▶ [Exercise] Once every line in the data that follows has been checked for the word "bail", give only the number of lines that hold it.

= Beginning of Section =

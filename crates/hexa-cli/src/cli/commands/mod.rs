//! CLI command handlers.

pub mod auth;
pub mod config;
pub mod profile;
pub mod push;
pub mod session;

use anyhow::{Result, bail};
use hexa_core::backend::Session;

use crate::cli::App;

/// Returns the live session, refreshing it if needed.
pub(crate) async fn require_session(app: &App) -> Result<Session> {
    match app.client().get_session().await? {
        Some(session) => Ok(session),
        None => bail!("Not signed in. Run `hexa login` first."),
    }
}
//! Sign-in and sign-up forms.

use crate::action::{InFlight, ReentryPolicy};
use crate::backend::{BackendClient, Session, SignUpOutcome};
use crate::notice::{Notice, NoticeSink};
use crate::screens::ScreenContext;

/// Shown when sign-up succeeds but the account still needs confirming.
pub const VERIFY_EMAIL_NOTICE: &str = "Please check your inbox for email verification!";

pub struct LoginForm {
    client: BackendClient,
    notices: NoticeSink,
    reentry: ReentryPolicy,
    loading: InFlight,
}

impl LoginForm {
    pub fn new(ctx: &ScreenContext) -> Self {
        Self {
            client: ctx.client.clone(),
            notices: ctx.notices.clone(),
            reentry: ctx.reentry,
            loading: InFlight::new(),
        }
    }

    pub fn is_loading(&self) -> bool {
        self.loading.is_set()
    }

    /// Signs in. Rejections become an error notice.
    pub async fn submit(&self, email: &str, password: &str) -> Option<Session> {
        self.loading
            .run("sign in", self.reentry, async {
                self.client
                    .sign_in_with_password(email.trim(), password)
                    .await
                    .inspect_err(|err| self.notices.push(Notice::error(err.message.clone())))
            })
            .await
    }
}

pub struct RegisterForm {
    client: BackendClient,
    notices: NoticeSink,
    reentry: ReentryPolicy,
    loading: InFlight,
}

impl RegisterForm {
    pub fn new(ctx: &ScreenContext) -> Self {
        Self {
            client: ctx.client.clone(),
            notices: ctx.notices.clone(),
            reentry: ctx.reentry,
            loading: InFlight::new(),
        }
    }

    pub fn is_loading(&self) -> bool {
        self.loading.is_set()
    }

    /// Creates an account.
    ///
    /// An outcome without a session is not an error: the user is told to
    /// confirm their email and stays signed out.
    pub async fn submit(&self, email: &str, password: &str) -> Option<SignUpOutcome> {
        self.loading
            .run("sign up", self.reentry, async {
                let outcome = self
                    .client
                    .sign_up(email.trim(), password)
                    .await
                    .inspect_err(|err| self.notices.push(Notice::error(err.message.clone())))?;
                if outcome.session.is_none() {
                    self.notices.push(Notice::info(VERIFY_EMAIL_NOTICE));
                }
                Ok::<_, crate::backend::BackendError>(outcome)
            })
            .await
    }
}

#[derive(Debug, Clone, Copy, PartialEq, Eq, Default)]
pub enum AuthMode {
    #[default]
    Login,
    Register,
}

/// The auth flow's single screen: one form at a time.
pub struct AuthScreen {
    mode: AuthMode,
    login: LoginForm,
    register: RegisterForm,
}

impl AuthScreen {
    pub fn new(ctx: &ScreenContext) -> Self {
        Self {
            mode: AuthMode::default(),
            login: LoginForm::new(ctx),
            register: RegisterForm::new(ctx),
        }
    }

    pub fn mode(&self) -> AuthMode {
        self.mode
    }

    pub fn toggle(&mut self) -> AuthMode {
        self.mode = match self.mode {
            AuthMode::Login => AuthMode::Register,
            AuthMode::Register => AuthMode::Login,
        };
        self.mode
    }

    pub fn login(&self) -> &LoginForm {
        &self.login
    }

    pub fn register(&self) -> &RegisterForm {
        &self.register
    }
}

= End of Section =

▶ [Written solution] 2